Distilleries in Iowa face strict limitations on how much they can produce and what they’re allowed to sell customers who visit their facilities, especially compared with other similar companies like breweries and wineries.
They have faced an uphill challenge trying to persuade Iowa legislators to ease those restrictions and even the playing field for Iowa distilleries.
That’s one reason the Burchetts turned to the Iowa Association of Business and Industry for help.
“When we joined ABI, we were looking for an organization that had a voice in the state already,” Garrett Burchett said. “There are only 13 distilleries in Iowa. That means we had the ear of 13 representatives and 13 senators who directly represent us. ABI provided us a broader audience.”

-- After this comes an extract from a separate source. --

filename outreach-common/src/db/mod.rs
//! Database schema and connection setup

pub mod init;

pub use init::*;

The organization’s statewide presence and support of Iowa business owners provides small businesses with a loud voice at the state Capitol. ABI’s online action alert, Iowans were able to contact their legislators during the legislative session and encourage them to support Iowa distilleries.
The action alert system can help constituents identify their representatives and senators just by entering their address.
Mississippi River Distilling and other Iowa distilleries promoted the action alert tool through social media and generated hundreds of letters to Iowa lawmakers.
“It’s an amazing tool,” Burchett said. “No one else has really built that platform, and it’s given us a vehicle to get a lot of responses in a short amount of time.”
The Burchetts are still working on legislation to help level the playing field for Iowa distilleries, and they know lawmakers are listening to them. “It has gotten a lot of legislators to look in our direction in a hurry,” Burchett said. “It provided us an avenue to show them there were people in their districts who found this important.”